Luční hora (literally '"Meadow Mountain"; Łączna Góra, Hochwiesenberg) is a mountain in the Giant Mountains mountains in the Czech Republic. It is located in the territory of Špindlerův Mlýn. It is the second highest mountain in the Czech Republic. The mountain’s peak is flat and relatively broad. Avalanches are not unusual on the north and west faces. The mountain is located in Zone I of Krkonoše National Park.

Geologically, the mountain is formed of schist, shaped into clusters, intersected by quartzite. In the Czech Republic it is a unique example of cruised and polygonal soils. Cryoplanatial terraces and stone seas can also be found here.

== Spring area ==
Luční hora, along with ancillary Studniční hora, is a major mountain springs area. On the southeast slope in Sedmiroklí stems Modrý potok flowing into the Úpa. From the saddle between Zadní planina and Luční hora flows Svatopetrský potok into the Elbe. Some other smaller streams also flow into this creek. On the southern slope the stream Pramenný potok runs almost from the top of the mountain. On the southwest slope the streams Lovčí potok and Hrázní potok originate. To the north, numerous small unnamed streams flow down to the Bílé Elbe Stream.

== Surroundings ==
On the road to the Modré sedlo between Studniční hora and Luční hora is a chapel built in memory of Václav Renner, who died there in 1798. Currently, this memorial is dedicated to all victims of the Giant Mountains and on it are written all their names. Between the memorial and the chalet Luční bouda is Rennerův kříž (Renner's cross), commemorating the death of Jakub Renner in 1868.

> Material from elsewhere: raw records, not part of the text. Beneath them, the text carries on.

use std::path::PathBuf;
use std::time::Duration;

use log::{debug, info};

use crate::errors::{Error, Result};
use crate::storage::ArtistStorage;

const DEFAULT_HOST: &str = "127.0.0.1";
const DEFAULT_PORT: u16 = 8080;
const DEFAULT_REQUEST_TIMEOUT_SECS: u64 = 15;

/// Where the artist table lives.
#[derive(Debug, Clone, PartialEq, Eq)]
pub enum DatabaseLocation {
    /// A `DuckDB` file, created on first use
    File(PathBuf),
    /// Private database that vanishes with the process
    InMemory,
}

impl DatabaseLocation {
    /// Opens storage at this location
    pub async fn open(&self) -> Result<ArtistStorage> {
        match self {
            DatabaseLocation::File(path) => ArtistStorage::open(path).await,
            DatabaseLocation::InMemory => ArtistStorage::open_in_memory().await,
        }
    }
}

/// Listener settings
#[derive(Debug, Clone)]
pub struct ServerConfig {
    /// Bind address
    pub host: String,
    /// Bind port
    pub port: u16,
    /// Upper bound on the time spent serving a single request
    pub request_timeout: Duration,
}

impl ServerConfig {
    /// `host:port`
    pub fn socket_addr(&self) -> String {
        format!("{}:{}", self.host, self.port)
    }
}

/// Configuration for the whole service
#[derive(Debug, Clone)]
pub struct Config {
    /// HTTP listener settings
    pub server: ServerConfig,
    /// Where artists are stored
    pub database: DatabaseLocation,
}

/// Collects explicit overrides; anything left unset is read from the
/// environment (`HOST`, `PORT`, `REQUEST_TIMEOUT_SECS`, `SPOTLE_DB_PATH`).
#[derive(Debug, Default)]
pub struct ConfigBuilder {
    host: Option<String>,
    port: Option<u16>,
    request_timeout: Option<Duration>,
    database: Option<DatabaseLocation>,
}

impl ConfigBuilder {
    /// Builder with no overrides
    pub fn new() -> Self {
        Self::default()
    }

    /// Bind address; `None` keeps the current value
    #[must_use]
    pub fn host(mut self, host: Option<String>) -> Self {
        if host.is_some() {
            self.host = host;
        }
        self
    }

    /// Bind port; `None` keeps the current value
    #[must_use]
    pub fn port(mut self, port: Option<u16>) -> Self {
        if port.is_some() {
            self.port = port;
        }
        self
    }

    /// Per-request timeout
    #[must_use]
    pub fn request_timeout(mut self, timeout: Duration) -> Self {
        self.request_timeout = Some(timeout);
        self
    }

    /// Storage location; `None` keeps the current value
    #[must_use]
    pub fn database(mut self, database: Option<DatabaseLocation>) -> Self {
        if database.is_some() {
            self.database = database;
        }
        self
    }

    /// Resolves every setting, reading the environment for missing ones
    pub fn build(self) -> Result<Config> {
        let host = match self.host {
            Some(h) => h,
            None => std::env::var("HOST").unwrap_or_else(|_| DEFAULT_HOST.to_string()),
        };
        let port = match self.port {
            Some(p) => p,
            None => parse_port(std::env::var("PORT").ok().as_deref()),
        };
        let request_timeout = match self.request_timeout {
            Some(t) => t,
            None => parse_timeout(std::env::var("REQUEST_TIMEOUT_SECS").ok().as_deref()),
        };
        let database = match self.database {
            Some(d) => d,
            None => DatabaseLocation::File(default_db_path()?),
        };

        debug!("Resolved database location: {database:?}");
        Ok(Config {
            server: ServerConfig {
                host,
                port,
                request_timeout,
            },
            database,
        })
    }
}

fn parse_port(raw: Option<&str>) -> u16 {
    match raw.and_then(|v| v.parse::<u16>().ok()) {
        Some(port) => port,
        None => {
            info!("Defaulting port to {DEFAULT_PORT}");
            DEFAULT_PORT
        }
    }
}

fn parse_timeout(raw: Option<&str>) -> Duration {
    let secs = raw
        .and_then(|v| v.parse::<u64>().ok())
        .filter(|secs| *secs > 0)
        .unwrap_or(DEFAULT_REQUEST_TIMEOUT_SECS);
    Duration::from_secs(secs)
}

fn default_db_path() -> Result<PathBuf> {
    match std::env::var("SPOTLE_DB_PATH") {
        Ok(path) if !path.is_empty() => Ok(PathBuf::from(path)),
        Ok(_) | Err(std::env::VarError::NotPresent) => Ok(dirs::cache_dir()
            .unwrap_or_else(|| PathBuf::from("/tmp")) // Fallback to /tmp if cache directory can't be determined
            .join(".spotle_db.duckdb")),
        Err(e) => Err(Error::from(e)),
    }
}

On the slope of the mountain several bunkers were built in the context of the pre-war fortification works. The one that is closest to the top of the mountain is, thanks to its elevation of 1527 m, the highest located fortification object in the Czech Republic. Between 1937 and 1938 there was a military cargo cableway from Pec pod Sněžkou to supply material for the building of fortifications.

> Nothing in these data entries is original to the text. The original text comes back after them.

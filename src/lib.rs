//! Spotle - REST API for artist listener statistics
//!
//! This library exposes CRUD operations on artists over HTTP. Handlers
//! translate requests into parameterized SQL against a `DuckDB` table and
//! answer with JSON.

/// HTTP handlers, routing and server bootstrap
pub mod api;
/// Runtime configuration from the environment and CLI overrides
pub mod config;
/// Error types and result aliases
pub mod errors;
/// Artist storage using `DuckDB`
pub mod storage;
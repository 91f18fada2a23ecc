use std::sync::Arc;

use axum::Json;
use axum::extract::rejection::{JsonRejection, PathRejection, QueryRejection};
use axum::extract::{Path, Query, State};
use axum::http::StatusCode;
use log::{debug, info};
use serde::Serialize;

use crate::api::errors::ApiError;
use crate::storage::{Artist, ArtistDraft, ArtistStorage};

/// Largest page `GET /artists` will return.
pub const MAX_PAGE_SIZE: i64 = 10;

/// Raw `start`/`count` query values. Kept as strings so that garbage input
/// degrades to defaults instead of rejecting the request.
#[derive(Debug, Default)]
pub struct ListParams {
    /// Rows to skip
    pub start: Option<String>,
    /// Page size
    pub count: Option<String>,
}

impl ListParams {
    /// Builds params from decoded query pairs. A repeated key keeps its first
    /// value; unknown keys are ignored.
    pub fn from_pairs(pairs: Vec<(String, String)>) -> Self {
        let mut params = ListParams::default();
        for (key, value) in pairs {
            let slot = match key.as_str() {
                "start" => &mut params.start,
                "count" => &mut params.count,
                _ => continue,
            };
            if slot.is_none() {
                *slot = Some(value);
            }
        }
        params
    }

    /// Returns `(start, count)` after clamping: `count` outside
    /// `1..=MAX_PAGE_SIZE` becomes `MAX_PAGE_SIZE`, negative `start` becomes 0.
    pub fn page(&self) -> (i64, i64) {
        let parse = |value: &Option<String>| {
            value
                .as_deref()
                .and_then(|v| v.parse::<i64>().ok())
                .unwrap_or(0)
        };

        let mut count = parse(&self.count);
        if !(1..=MAX_PAGE_SIZE).contains(&count) {
            count = MAX_PAGE_SIZE;
        }
        let start = parse(&self.start).max(0);
        (start, count)
    }
}

/// Body of a successful delete
#[derive(Debug, Serialize)]
pub struct DeleteResponse {
    /// Always `successfully deleted`
    pub result: &'static str,
}

fn parse_artist_id(path: Result<Path<String>, PathRejection>) -> Result<i64, ApiError> {
    let Path(raw) = path.map_err(|rejection| {
        debug!("Rejected artist id: {rejection}");
        ApiError::InvalidArtistId
    })?;
    parse_id_segment(&raw)
}

fn parse_id_segment(raw: &str) -> Result<i64, ApiError> {
    raw.parse::<i64>()
        .ok()
        .filter(|id| *id > 0)
        .ok_or(ApiError::InvalidArtistId)
}

fn decode_draft(
    payload: Result<Json<ArtistDraft>, JsonRejection>,
) -> Result<ArtistDraft, ApiError> {
    match payload {
        Ok(Json(draft)) => Ok(draft),
        Err(rejection) => {
            debug!("Rejected artist payload: {rejection}");
            Err(ApiError::InvalidRequest)
        }
    }
}

/// `GET /`
pub async fn liveness() -> &'static str {
    "API Connected"
}

/// `GET /artists?start=&count=`
pub async fn list_artists(
    State(storage): State<Arc<ArtistStorage>>,
    query: Result<Query<Vec<(String, String)>>, QueryRejection>,
) -> Result<Json<Vec<Artist>>, ApiError> {
    let params = match query {
        Ok(Query(pairs)) => ListParams::from_pairs(pairs),
        Err(rejection) => {
            debug!("Ignoring unreadable list query: {rejection}");
            ListParams::default()
        }
    };
    let (start, count) = params.page();
    let artists = storage.list(start, count).await?;
    Ok(Json(artists))
}

/// `GET /artist/{id}`
pub async fn get_artist(
    State(storage): State<Arc<ArtistStorage>>,
    path: Result<Path<String>, PathRejection>,
) -> Result<Json<Artist>, ApiError> {
    let id = parse_artist_id(path)?;
    let artist = storage.get(id).await?;
    Ok(Json(artist))
}

/// `POST /artist`
pub async fn create_artist(
    State(storage): State<Arc<ArtistStorage>>,
    payload: Result<Json<ArtistDraft>, JsonRejection>,
) -> Result<(StatusCode, Json<Artist>), ApiError> {
    let draft = decode_draft(payload)?;
    let artist = storage.create(&draft).await?;
    info!("Created artist {} ({})", artist.id, artist.name);
    Ok((StatusCode::CREATED, Json(artist)))
}

/// `PUT /artist/{id}`; the path id wins over any id in the body
pub async fn update_artist(
    State(storage): State<Arc<ArtistStorage>>,
    path: Result<Path<String>, PathRejection>,
    payload: Result<Json<ArtistDraft>, JsonRejection>,
) -> Result<Json<Artist>, ApiError> {
    let id = parse_artist_id(path)?;
    let draft = decode_draft(payload)?;
    let artist = storage.update(id, &draft).await?;
    info!("Updated artist {id}");
    Ok(Json(artist))
}

/// `DELETE /artist/{id}`
pub async fn delete_artist(
    State(storage): State<Arc<ArtistStorage>>,
    path: Result<Path<String>, PathRejection>,
) -> Result<Json<DeleteResponse>, ApiError> {
    let id = parse_artist_id(path)?;
    storage.delete(id).await?;
    info!("Deleted artist {id}");
    Ok(Json(DeleteResponse {
        result: "successfully deleted",
    }))
}
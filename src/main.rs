mod cli;

#[tokio::main]
async fn main() -> Result<(), Box<dyn std::error::Error>> {
    // A missing .env is fine; the environment may already be populated
    let dotenv = dotenvy::dotenv();
    env_logger::init();
    if let Err(e) = dotenv {
        log::debug!("No .env loaded: {e}");
    }

    cli::run().await?;

    Ok(())
}
/// HTTP error mapping and the JSON error envelope
pub mod errors;
/// Request handlers for the artist endpoints
pub mod handlers;
/// Router wiring and the server loop
pub mod routes;

pub use errors::ApiError;
pub use routes::{artist_routes, router, serve};
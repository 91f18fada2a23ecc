use std::path::PathBuf;
use std::sync::Arc;

use clap::{Parser, Subcommand};
use log::info;
use spotle::api;
use spotle::config::{ConfigBuilder, DatabaseLocation};
use spotle::errors::Result;

#[derive(Parser)]
#[command(name = "spotle")]
#[command(version, about = "REST API serving artist listener statistics", long_about = None)]
struct Cli {
    #[command(subcommand)]
    command: Commands,
}

#[derive(Subcommand)]
enum Commands {
    /// Create the artist table if needed and start the HTTP API
    Serve {
        /// Address to bind (overrides HOST)
        #[arg(long)]
        host: Option<String>,
        /// Port to bind (overrides PORT)
        #[arg(long)]
        port: Option<u16>,
        /// Database file (overrides SPOTLE_DB_PATH)
        #[arg(long, conflicts_with = "in_memory")]
        database: Option<PathBuf>,
        /// Keep all data in memory; nothing survives a restart
        #[arg(long)]
        in_memory: bool,
    },
    /// Create the artist table and exit
    InitDb {
        /// Database file (overrides SPOTLE_DB_PATH)
        #[arg(long)]
        database: Option<PathBuf>,
    },
}

pub async fn run() -> Result<()> {
    let cli = Cli::parse();

    match cli.command {
        Commands::Serve {
            host,
            port,
            database,
            in_memory,
        } => {
            let location = if in_memory {
                Some(DatabaseLocation::InMemory)
            } else {
                database.map(DatabaseLocation::File)
            };
            serve(host, port, location).await?;
        }
        Commands::InitDb { database } => {
            init_db(database.map(DatabaseLocation::File)).await?;
        }
    }
    Ok(())
}

async fn serve(
    host: Option<String>,
    port: Option<u16>,
    database: Option<DatabaseLocation>,
) -> Result<()> {
    info!("Building config ...");
    let config = ConfigBuilder::new()
        .host(host)
        .port(port)
        .database(database)
        .build()?;

    info!("Opening artist storage ...");
    let storage = config.database.open().await?;
    storage.init_db().await?;

    api::serve(&config.server, Arc::new(storage)).await
}

async fn init_db(database: Option<DatabaseLocation>) -> Result<()> {
    let config = ConfigBuilder::new().database(database).build()?;
    let storage = config.database.open().await?;
    storage.init_db().await?;
    info!("Artist table ready ({:?})", config.database);
    Ok(())
}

The northern slopes of Luční hora cover Bílá louka with a few bogs, on whose northern edge stands the chalet Luční bouda.

== Access ==
There is no marked hiking trail going over the top, so it is officially inaccessible. A path leads along the southeastern slope from the chalet Výrovka to the memorial of the victims of the mountains, and then continues to Luční bouda. From this route, winter pole markings slightly deviate. On the southeast slope is also a plaque dedicated to Soviet pilots from World War II. On the west and northwest of the mountain runs Old Buchar's Trail, which leads the red tourist trail connecting Luční bouda and Špindlerův Mlýn.